Abstract
Objective
To investigate concordance between physicians and parents in rating the degree of functional ability of children with juvenile idiopathic arthritis (JIA).
Methods
The attending physician and a parent were asked to rate independently the level of physical functioning of 155 patients with disease duration ≥ 5 years on a 6-point scale ranging from 1 = no disability (i.e. the child can do without difficulty all activities that children of his/her age can do) to 6 = severe disability (i.e. all activities are difficult for the child). At study visit, measures of JIA activity and damage were assessed. Agreement was evaluated with weighted kappa (<0.40 = poor agreement; 0.41–0.60 = moderate agreement; 0.61–0.80 = substantial agreement; >0.80 excellent agreement). Physician/parent evaluations were divided in 3 groups: 1) concordance; 2) parent over-rating = parent assessment over-rated relative to physician assessment; 3) physician over-rating = physician assessment over-rated relative to parent assessment. Factors affecting concordance/discordance were evaluated by means of Kruskal-Wallis or Chi-square/Fisher exact test.
Results
Concordance, parent over-rating and physician over-rating were observed in 107 (69%), 29 (18.7%) and 19 (12.3%) evaluations, respectively.

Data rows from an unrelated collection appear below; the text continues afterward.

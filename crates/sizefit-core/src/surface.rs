//! Immutable RGBA pixel surface.
//!
//! A `PixelSurface` is what the decoder hands to the rest of the pipeline.
//! It is never mutated: drawing at another size produces a new surface.

use thiserror::Error;

/// Bytes per RGBA8 pixel.
pub const BYTES_PER_PIXEL: usize = 4;

/// Error returned when a pixel buffer does not describe the requested grid.
#[derive(Debug, Error, PartialEq, Eq)]
pub enum SurfaceError {
    /// Pixel data length doesn't match width * height * 4.
    #[error("Invalid pixel data: expected {expected} bytes (width * height * 4), got {actual}")]
    BufferMismatch { expected: usize, actual: usize },
}

/// A decoded image with RGBA8 pixel data in row-major order.
#[derive(Debug, Clone, PartialEq, Eq)]
pub struct PixelSurface {
    width: u32,
    height: u32,
    pixels: Vec<u8>,
}

impl PixelSurface {
    /// Create a surface from raw RGBA8 data.
    ///
    /// Zero-area surfaces are accepted here; consumers that need pixels
    /// (such as the sharpness estimator) reject them.
    pub fn new(width: u32, height: u32, pixels: Vec<u8>) -> Result<Self, SurfaceError> {
        let expected = expected_len(width, height);
        if pixels.len() != expected {
            return Err(SurfaceError::BufferMismatch {
                expected,
                actual: pixels.len(),
            });
        }
        Ok(Self {
            width,
            height,
            pixels,
        })
    }

    /// Create a surface filled with a single color.
    pub fn filled(width: u32, height: u32, rgba: [u8; 4]) -> Self {
        let count = width as usize * height as usize;
        let pixels = rgba.iter().copied().cycle().take(count * BYTES_PER_PIXEL).collect();
        Self {
            width,
            height,
            pixels,
        }
    }

    /// Create a surface from an `image::RgbaImage`.
    pub fn from_rgba_image(img: image::RgbaImage) -> Self {
        let (width, height) = img.dimensions();
        Self {
            width,
            height,
            pixels: img.into_raw(),
        }
    }

    /// Convert to an `image::RgbaImage` for resampling or encoding.
    ///
    /// The pixel buffer is copied; the surface itself stays untouched.
    pub fn to_rgba_image(&self) -> Option<image::RgbaImage> {
        image::RgbaImage::from_raw(self.width, self.height, self.pixels.clone())
    }

    /// Read a single pixel, or `None` when the coordinate is out of bounds.
    pub fn read(&self, x: u32, y: u32) -> Option<[u8; 4]> {
        if x >= self.width || y >= self.height {
            return None;
        }
        let offset = (y as usize * self.width as usize + x as usize) * BYTES_PER_PIXEL;
        let px = &self.pixels[offset..offset + BYTES_PER_PIXEL];
        Some([px[0], px[1], px[2], px[3]])
    }

    pub fn width(&self) -> u32 {
        self.width
    }

    pub fn height(&self) -> u32 {
        self.height
    }

    /// Width and height as a tuple.
    pub fn dimensions(&self) -> (u32, u32) {
        (self.width, self.height)
    }

    /// Raw RGBA8 bytes.
    pub fn pixels(&self) -> &[u8] {
        &self.pixels
    }

    /// Total number of pixels.
    pub fn pixel_count(&self) -> u64 {
        self.width as u64 * self.height as u64
    }

    /// Check if this surface has no pixels.
    pub fn is_empty(&self) -> bool {
        self.width == 0 || self.height == 0
    }
}

fn expected_len(width: u32, height: u32) -> usize {
    width as usize * height as usize * BYTES_PER_PIXEL
}

#[cfg(test)]
mod tests {
    use super::*;

    #[test]
    fn test_surface_creation() {
        let surface = PixelSurface::new(100, 50, vec![0u8; 100 * 50 * 4]).unwrap();

        assert_eq!(surface.width(), 100);
        assert_eq!(surface.height(), 50);
        assert_eq!(surface.pixel_count(), 5000);
        assert_eq!(surface.pixels().len(), 20000);
        assert!(!surface.is_empty());
    }

    #[test]
    fn test_surface_buffer_mismatch() {
        let err = PixelSurface::new(10, 10, vec![0u8; 10 * 10 * 3]).unwrap_err();
        assert_eq!(
            err,
            SurfaceError::BufferMismatch {
                expected: 400,
                actual: 300
            }
        );
    }

    #[test]
    fn test_surface_empty() {
        let surface = PixelSurface::new(0, 0, vec![]).unwrap();
        assert!(surface.is_empty());

        let surface = PixelSurface::new(0, 7, vec![]).unwrap();
        assert!(surface.is_empty());
    }

    #[test]
    fn test_read_pixel() {
        let pixels = vec![
            255, 0, 0, 255, // (0,0) red
            0, 255, 0, 128, // (1,0) green, half alpha
            0, 0, 255, 255, // (0,1) blue
            9, 9, 9, 0, // (1,1)
        ];
        let surface = PixelSurface::new(2, 2, pixels).unwrap();

        assert_eq!(surface.read(0, 0), Some([255, 0, 0, 255]));
        assert_eq!(surface.read(1, 0), Some([0, 255, 0, 128]));
        assert_eq!(surface.read(0, 1), Some([0, 0, 255, 255]));
        assert_eq!(surface.read(1, 1), Some([9, 9, 9, 0]));
        assert_eq!(surface.read(2, 0), None);
        assert_eq!(surface.read(0, 2), None);
    }

    #[test]
    fn test_filled() {
        let surface = PixelSurface::filled(3, 2, [10, 20, 30, 40]);
        assert_eq!(surface.pixels().len(), 3 * 2 * 4);
        for y in 0..2 {
            for x in 0..3 {
                assert_eq!(surface.read(x, y), Some([10, 20, 30, 40]));
            }
        }
    }

    #[test]
    fn test_rgba_image_roundtrip_keeps_dimensions() {
        let surface = PixelSurface::filled(4, 3, [1, 2, 3, 4]);
        let img = surface.to_rgba_image().unwrap();
        assert_eq!(img.dimensions(), (4, 3));

        let back = PixelSurface::from_rgba_image(img);
        assert_eq!(back, surface);
    }
}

Kappa value was 0.69. Parent over-rating was associated with greater intensity of pain (p = 0.01) and higher Childhood Health Assessment Questionnaire (C-HAQ) score (p = 0.004), whereas physician over-rating was associated with more severe joint disease (p = 0.04 to <0.001), higher C-reactive protein (p = 0.03) higher frequency of Steinbrocker functional class = II (p < 0.001), and greater articular damage, as measured with the Juvenile Arthritis Damage Index (p < 0.001).
Conclusion
Physicians and parents revealed fair concordance in rating functional ability of children with JIA. Parent over-rating was associated with greater child's pain and worse C-HAQ score, whereas physician over-rating was associated with greater severity of joint inflammation and damage.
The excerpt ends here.